Alors qu’il connaissait un essor sans cesse confirmé, le média Brut semble ressentir les premiers vertiges d’une décroissance brutale. Entre la fin de ses grands projets et la quête d’une nouvelle rentabilité, retour sur l’érosion de la start-up destinée au jeune public.
« L’accès au capital est restreint à cause de l’état des marchés ». Le constat opéré par le cofondateur de Brut, Guillaume Lacroix n’a rien de rassurant : le média, qui s’adresse à une tranche d’âge affleurant les quinze – trente-cinq ans perd un à un ses paris de renouvellement et mise sur un retour rapide de la rentabilité pour rebondir.
L’échec de la transformation en plate-forme en ligne
C’est d’abord la tentative de lancer sa propre plate-forme de streaming qui semble nettement compromise : alors qu’elle misait sur un succès d’un créneau déjà occupé par des plateformes américaines, la directrice générale adjointe missionnée pour s’occuper des nouvelles activités du média ne pourra pas compter sur les « millions d’abonnés » qu’elle espérait regrouper. Si la direction du média évoque le chiffre de 350 000 abonnés, certaines sources dressent plutôt la sombre perspective des 80 000 abonnements. Se plaignant de la nature très coûteuse des séries et de la qualité médiocre du choix cinématographique, Lacroix espère, dix-huit mois après le lancement du projet, le métamorphoser.

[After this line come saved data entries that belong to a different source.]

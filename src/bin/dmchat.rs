//! Interactive chat application for conversing with a DM-able assistant.
//!
//! This binary provides a streaming REPL interface for chatting with a
//! provisioned identity over the backend's streaming endpoint.
//!
//! # Usage
//!
//! ```bash
//! # Chat with an existing session handle
//! dmchat --session 66a1f00d
//!
//! # Point at a different backend
//! dmchat --endpoint https://chat.example.com/api --session 66a1f00d
//!
//! # Provision a new identity at startup (requires an access key)
//! DMCHAT_ACCESS_KEY=... dmchat
//!
//! # Disable colors (useful for piping output)
//! dmchat --no-color
//! ```
//!
//! # Commands
//!
//! While chatting, you can use slash commands:
//! - `/help` - Show available commands
//! - `/session <id>` - Switch to an existing session handle
//! - `/provision [prompt]` - Provision a new identity
//! - `/link` - Print the shareable link for the current session
//! - `/clear` - Clear conversation history
//! - `/stats` - Show session statistics
//! - `/quit` - Exit the application

use std::sync::Arc;
use std::sync::atomic::{AtomicBool, Ordering};

use arrrg::CommandLine;
use rustyline::DefaultEditor;
use rustyline::error::ReadlineError;

use dmchat::chat::{
    ChatArgs, ChatCommand, ChatConfig, ChatSession, PlainTextRenderer, Renderer, help_text,
    parse_command,
};
use dmchat::{ProvisionClient, SessionHandle, shareable_link};

/// Main entry point for the dmchat application.
#[tokio::main]
async fn main() -> Result<(), Box<dyn std::error::Error>> {
    let (args, _) = ChatArgs::from_command_line_relaxed("dmchat [OPTIONS]");
    let config = ChatConfig::resolve(args)?;
    let use_color = config.use_color;

    let mut session = ChatSession::new(config);
    let mut renderer = PlainTextRenderer::with_color(use_color);
    let mut rl = DefaultEditor::new()?;

    // Flag for interrupt handling during streaming
    let interrupted = Arc::new(AtomicBool::new(false));

    // Set up Ctrl+C handler
    let interrupted_clone = interrupted.clone();
    ctrlc::set_handler(move || {
        interrupted_clone.store(true, Ordering::Relaxed);
    })?;

    match session.session_handle() {
        Some(handle) => println!("dmchat (session: {handle})"),
        None => println!("dmchat (no session configured; use /session or /provision)"),
    }
    println!("Type /help for commands, /quit to exit\n");

    loop {
        // Reset interrupt flag before each input
        interrupted.store(false, Ordering::Relaxed);

        let readline = rl.readline("You: ");

        match readline {
            Ok(line) => {
                let line = line.trim();
                if line.is_empty() {
                    continue;
                }

                let _ = rl.add_history_entry(line);

                // Check for slash commands
                if let Some(cmd) = parse_command(line) {
                    match cmd {
                        ChatCommand::Quit => {
                            println!("Goodbye!");
                            break;
                        }
                        ChatCommand::Clear => {
                            session.clear();
                            renderer.print_info("Conversation cleared.");
                        }
                        ChatCommand::Help => {
                            for line in help_text().lines() {
                                println!("    {}", line);
                            }
                        }
                        ChatCommand::Session(handle) => {
                            session.set_session_handle(SessionHandle::new(handle.clone()));
                            session.clear();
                            renderer.print_info(&format!("Now chatting with session: {handle}"));
                        }
                        ChatCommand::Provision(prompt) => {
                            match provision(&session, prompt).await {
                                Ok(handle) => {
                                    let link =
                                        shareable_link(&session.config().share_base, &handle);
                                    session.set_session_handle(handle);
                                    session.clear();
                                    renderer.print_info(&format!("Shareable link: {link}"));
                                }
                                Err(err) => renderer.print_error(&err.to_string()),
                            }
                        }
                        ChatCommand::Link => match session.session_handle() {
                            Some(handle) => {
                                let link = shareable_link(&session.config().share_base, handle);
                                renderer.print_info(&format!("Shareable link: {link}"));
                            }
                            None => renderer.print_error("No session configured."),
                        },
                        ChatCommand::Stats => {
                            print_stats(&session);
                        }
                        ChatCommand::Invalid(message) => {
                            renderer.print_error(&message);
                        }
                    }
                    continue;
                }

                // Regular message - stream the reply
                println!("Assistant:");
                if let Err(e) = session
                    .submit(line, &mut renderer, interrupted.clone())
                    .await
                {
                    renderer.print_error(&e.to_string());
                }
            }
            Err(ReadlineError::Interrupted) => {
                // Ctrl+C at prompt - soft interrupt
                println!();
                continue;
            }
            Err(ReadlineError::Eof) => {
                // Ctrl+D - exit
                println!("\nGoodbye!");
                break;
            }
            Err(err) => {
                renderer.print_error(&format!("Input error: {}", err));
                break;
            }
        }
    }

    Ok(())
}

async fn provision(
    session: &ChatSession,
    prompt: Option<String>,
) -> dmchat::Result<SessionHandle> {
    let config = session.config();
    let access_key = config.access_key.clone().ok_or_else(|| {
        dmchat::Error::authentication(format!(
            "no access key; pass --access-key or set {}",
            dmchat::chat::ACCESS_KEY_ENV
        ))
    })?;
    let client = ProvisionClient::new(config.endpoint.clone(), access_key)?;
    client.provision(prompt).await
}

fn print_stats(session: &ChatSession) {
    let stats = session.stats();
    println!("    Session Statistics:");
    println!("      Endpoint: {}", stats.endpoint);
    match stats.session {
        Some(ref handle) => println!("      Session: {}", handle),
        None => println!("      Session: (none)"),
    }
    println!("      Messages: {}", stats.message_count);
    println!("      Idle window: {} ms", stats.idle_window_ms);
    println!(
        "      Exchanges: {} ({} failed)",
        stats.exchanges, stats.failures
    );
}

Les stratégies du rebondissement
Pour rebondir, Guillaume Lacroix entend apprendre de ses erreurs. Terminées, donc, les séries très onéreuses malgré leur contenu aussi résolument progressiste que le média, à l’image de cette série espagnole (Veneno) décrivant la vie d’une personnalité transgenre nationale. Clap de fin aussi pour le cinéma, qui ne trouvera pas sa place dans la nouvelle application mobile qui doit voir le jour d’ici la fin de l’année et qui devra regrouper les vidéos de Brut, Brut.live et BrutX. « L’investissement, explique Lacroix, nous a permis d’identifier ce qui ne marchait pas auprès du public ». Assurément : après avoir dépensé plusieurs dizaines de millions d’euros – sur les 109 millions obtenus en trois levées de fonds, le goût du public sera mieux identifié !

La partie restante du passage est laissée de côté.